__Task to complete__:
Using the listing below, say how many of its lines hold "FeedUnavailable". Offer nothing beyond the number.

__Record excerpts__:
+-------+

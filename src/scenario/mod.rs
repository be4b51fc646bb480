//! Scenario Builder
//!
//! Assembles the per-hour input frame for a horizon from the weather and price
//! feeds. Gaps are filled by holding the last known value; leading gaps fall
//! back to the configured physical defaults.

pub mod feeds;

pub use feeds::*;

use chrono::{DateTime, Duration, NaiveDate, Utc};
use serde::{Deserialize, Serialize};
use std::collections::BTreeMap;
use std::sync::Arc;
use tracing::{debug, warn};

use crate::config::{Config, FallbackDefaults, HorizonConfig, SiteConfig};
use crate::domain::{HourSlot, PriceTier};
use crate::error::ScenarioError;

/// The external collaborators a run reads from.
#[derive(Clone)]
pub struct FeedSet {
    pub weather: Arc<dyn WeatherFeed>,
    pub electricity: Arc<dyn ElectricityPriceFeed>,
    pub water: Arc<dyn WaterPriceFeed>,
}

impl FeedSet {
    pub fn new(
        weather: Arc<dyn WeatherFeed>,
        electricity: Arc<dyn ElectricityPriceFeed>,
        water: Arc<dyn WaterPriceFeed>,
    ) -> Self {
        Self { weather, electricity, water }
    }

    /// Desert-summer weather with the configured time-of-use and water tariffs.
    pub fn builtin(config: &Config) -> Self {
        Self {
            weather: Arc::new(DiurnalWeather::default()),
            electricity: Arc::new(TimeOfUseTariff::from(&config.tariff)),
            water: Arc::new(SeasonalWaterTariff::from(&config.tariff)),
        }
    }
}

/// Hours whose value did not come from the feed.
#[derive(Debug, Clone, Default, PartialEq, Serialize, Deserialize)]
pub struct GapReport {
    pub held: Vec<usize>,
    pub defaulted: Vec<usize>,
}

impl GapReport {
    pub fn is_empty(&self) -> bool {
        self.held.is_empty() && self.defaulted.is_empty()
    }
}

#[derive(Debug, Clone, Default, PartialEq, Serialize, Deserialize)]
pub struct InterpolationFlags {
    pub temperature: GapReport,
    pub humidity: GapReport,
    pub electricity_price: GapReport,
    pub water_price: GapReport,
}

impl InterpolationFlags {
    pub fn is_empty(&self) -> bool {
        self.temperature.is_empty()
            && self.humidity.is_empty()
            && self.electricity_price.is_empty()
            && self.water_price.is_empty()
    }
}

#[derive(Debug, Clone, PartialEq, Serialize, Deserialize)]
pub struct Scenario {
    pub slots: Vec<HourSlot>,
    pub interpolated: InterpolationFlags,
}

impl Scenario {
    pub fn hours(&self) -> usize {
        self.slots.len()
    }
}

pub struct ScenarioBuilder {
    horizon: HorizonConfig,
    site: SiteConfig,
    fallbacks: Option<FallbackDefaults>,
}

impl ScenarioBuilder {
    pub fn new(horizon: HorizonConfig, site: SiteConfig, fallbacks: Option<FallbackDefaults>) -> Self {
        Self { horizon, site, fallbacks }
    }

    pub fn from_config(config: &Config) -> Self {
        Self::new(
            config.horizon.clone(),
            config.site.clone(),
            config.fallbacks.clone(),
        )
    }

    pub fn start(&self) -> DateTime<Utc> {
        self.horizon.start.unwrap_or_else(|| {
            Utc::now()
                .date_naive()
                .and_hms_opt(0, 0, 0)
                .map(|t| t.and_utc())
                .unwrap_or_else(Utc::now)
        })
    }

    fn step(&self) -> Duration {
        Duration::milliseconds((self.horizon.step_hours * 3_600_000.0).round() as i64)
    }

    fn slot_timestamp(&self, start: DateTime<Utc>, hour: usize) -> DateTime<Utc> {
        start + self.step() * hour as i32
    }

    fn slot_index(&self, start: DateTime<Utc>, ts: DateTime<Utc>) -> Option<usize> {
        let step_ms = self.step().num_milliseconds();
        let offset_ms = (ts - start).num_milliseconds();
        if step_ms <= 0 || offset_ms < 0 {
            return None;
        }
        let idx = (offset_ms / step_ms) as usize;
        (idx < self.horizon.hours).then_some(idx)
    }

    fn base_load(&self, hour: usize) -> f64 {
        let profile = &self.site.base_load_profile_mw;
        if profile.is_empty() {
            self.site.base_load_mw
        } else {
            profile[hour % profile.len()]
        }
    }

    pub fn build(&self, feeds: &FeedSet) -> Result<Scenario, ScenarioError> {
        let hours = self.horizon.hours;
        if hours == 0 {
            return Err(ScenarioError::EmptyHorizon);
        }
        let start = self.start();
        let end = self.slot_timestamp(start, hours);
        let timestamps: Vec<_> = (0..hours).map(|h| self.slot_timestamp(start, h)).collect();

        // Weather
        let observations = self.fetch("weather", feeds.weather.get_hourly(&self.site.station, start, end))?;
        let mut temperature = SlotMeans::new(hours);
        let mut humidity = SlotMeans::new(hours);
        for obs in &observations {
            let Some(idx) = self.slot_index(start, obs.timestamp) else { continue };
            if let Some(t) = obs.temperature_f {
                check(idx, "temperature_f", t, t.is_finite())?;
                temperature.add(idx, t);
            }
            if let Some(rh) = obs.relative_humidity_pct {
                check(idx, "relative_humidity_pct", rh, (0.0..=100.0).contains(&rh))?;
                humidity.add(idx, rh);
            }
        }
        let defaults = self.fallbacks.as_ref();
        let (temperature, temperature_gaps) =
            hold_last("weather", temperature.means(), defaults.map(|d| d.temperature_f))?;
        let (humidity, humidity_gaps) =
            hold_last("weather", humidity.means(), defaults.map(|d| d.humidity_pct))?;

        // Electricity
        let points = self.fetch("electricity_price", feeds.electricity.get_electricity(start, end))?;
        let mut prices = SlotMeans::new(hours);
        let mut tiers: Vec<Option<PriceTier>> = vec![None; hours];
        for point in &points {
            let Some(idx) = self.slot_index(start, point.timestamp) else { continue };
            let p = point.price_per_mwh;
            check(idx, "electricity_price_per_mwh", p, p.is_finite() && p >= 0.0)?;
            prices.add(idx, p);
            tiers[idx].get_or_insert(point.tier);
        }
        let priced: Vec<Option<(f64, PriceTier)>> = prices
            .means()
            .into_iter()
            .zip(tiers)
            .map(|(p, t)| p.map(|p| (p, t.unwrap_or(PriceTier::OffPeak))))
            .collect();
        let (electricity, electricity_gaps) = hold_last(
            "electricity_price",
            priced,
            defaults.map(|d| (d.electricity_price_per_mwh, PriceTier::OffPeak)),
        )?;

        // Water, keyed by calendar day
        let first_day = start.date_naive();
        let last_day = timestamps.last().map(|t| t.date_naive()).unwrap_or(first_day);
        let daily = self.fetch("water_price", feeds.water.get_water(first_day, last_day))?;
        let mut by_day: BTreeMap<NaiveDate, (f64, u32)> = BTreeMap::new();
        for point in &daily {
            let p = point.price_per_kgal;
            if !(p.is_finite() && p >= 0.0) {
                let hour = timestamps.iter().position(|t| t.date_naive() == point.date).unwrap_or(0);
                return Err(ScenarioError::InvalidValue { hour, field: "water_price_per_kgal", value: p });
            }
            let entry = by_day.entry(point.date).or_insert((0.0, 0));
            entry.0 += p;
            entry.1 += 1;
        }
        let water_by_slot: Vec<Option<f64>> = timestamps
            .iter()
            .map(|t| by_day.get(&t.date_naive()).map(|(sum, n)| sum / *n as f64))
            .collect();
        let (water, water_gaps) =
            hold_last("water_price", water_by_slot, defaults.map(|d| d.water_price_per_kgal))?;

        let interpolated = InterpolationFlags {
            temperature: temperature_gaps,
            humidity: humidity_gaps,
            electricity_price: electricity_gaps,
            water_price: water_gaps,
        };
        log_gaps(&interpolated);

        let slots = (0..hours)
            .map(|h| HourSlot {
                hour_index: h,
                timestamp: timestamps[h],
                temperature_f: temperature[h],
                relative_humidity_pct: humidity[h],
                electricity_price_per_mwh: electricity[h].0,
                price_tier: electricity[h].1,
                water_price_per_kgal: water[h],
                base_load_mw: self.base_load(h),
            })
            .collect();

        debug!(hours, %start, "Scenario built");
        Ok(Scenario { slots, interpolated })
    }

    /// A feed that errors is treated as empty when defaults exist.
    fn fetch<T>(&self, feed: &'static str, result: anyhow::Result<Vec<T>>) -> Result<Vec<T>, ScenarioError> {
        match result {
            Ok(values) => Ok(values),
            Err(e) if self.fallbacks.is_some() => {
                warn!(feed, error = %e, "Feed unavailable, using fallback defaults");
                Ok(Vec::new())
            }
            Err(e) => Err(ScenarioError::FeedUnavailable { feed, reason: format!("{e:#}") }),
        }
    }
}

struct SlotMeans {
    sums: Vec<(f64, u32)>,
}

impl SlotMeans {
    fn new(hours: usize) -> Self {
        Self { sums: vec![(0.0, 0); hours] }
    }

    fn add(&mut self, idx: usize, value: f64) {
        let s = &mut self.sums[idx];
        s.0 += value;
        s.1 += 1;
    }

    fn means(&self) -> Vec<Option<f64>> {
        self.sums
            .iter()
            .map(|(sum, n)| (*n > 0).then(|| sum / *n as f64))
            .collect()
    }
}

fn check(hour: usize, field: &'static str, value: f64, ok: bool) -> Result<(), ScenarioError> {
    if ok {
        Ok(())
    } else {
        Err(ScenarioError::InvalidValue { hour, field, value })
    }
}

fn hold_last<T: Copy>(
    feed: &'static str,
    values: Vec<Option<T>>,
    default: Option<T>,
) -> Result<(Vec<T>, GapReport), ScenarioError> {
    let mut report = GapReport::default();
    let mut last = None;
    let mut filled = Vec::with_capacity(values.len());

    for (hour, value) in values.into_iter().enumerate() {
        let v = match (value, last, default) {
            (Some(v), _, _) => v,
            (None, Some(prev), _) => {
                report.held.push(hour);
                prev
            }
            (None, None, Some(d)) => {
                report.defaulted.push(hour);
                d
            }
            (None, None, None) => {
                return Err(ScenarioError::FeedUnavailable {
                    feed,
                    reason: format!("no value at or before hour {hour}"),
                })
            }
        };
        last = Some(v);
        filled.push(v);
    }
    Ok((filled, report))
}

fn log_gaps(flags: &InterpolationFlags) {
    for (series, gaps) in [
        ("temperature", &flags.temperature),
        ("humidity", &flags.humidity),
        ("electricity_price", &flags.electricity_price),
        ("water_price", &flags.water_price),
    ] {
        if !gaps.is_empty() {
            warn!(
                series,
                held = gaps.held.len(),
                defaulted = gaps.defaulted.len(),
                "Filled gaps in feed data"
            );
        }
    }
}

+-------+

__Answer to the problem__:
2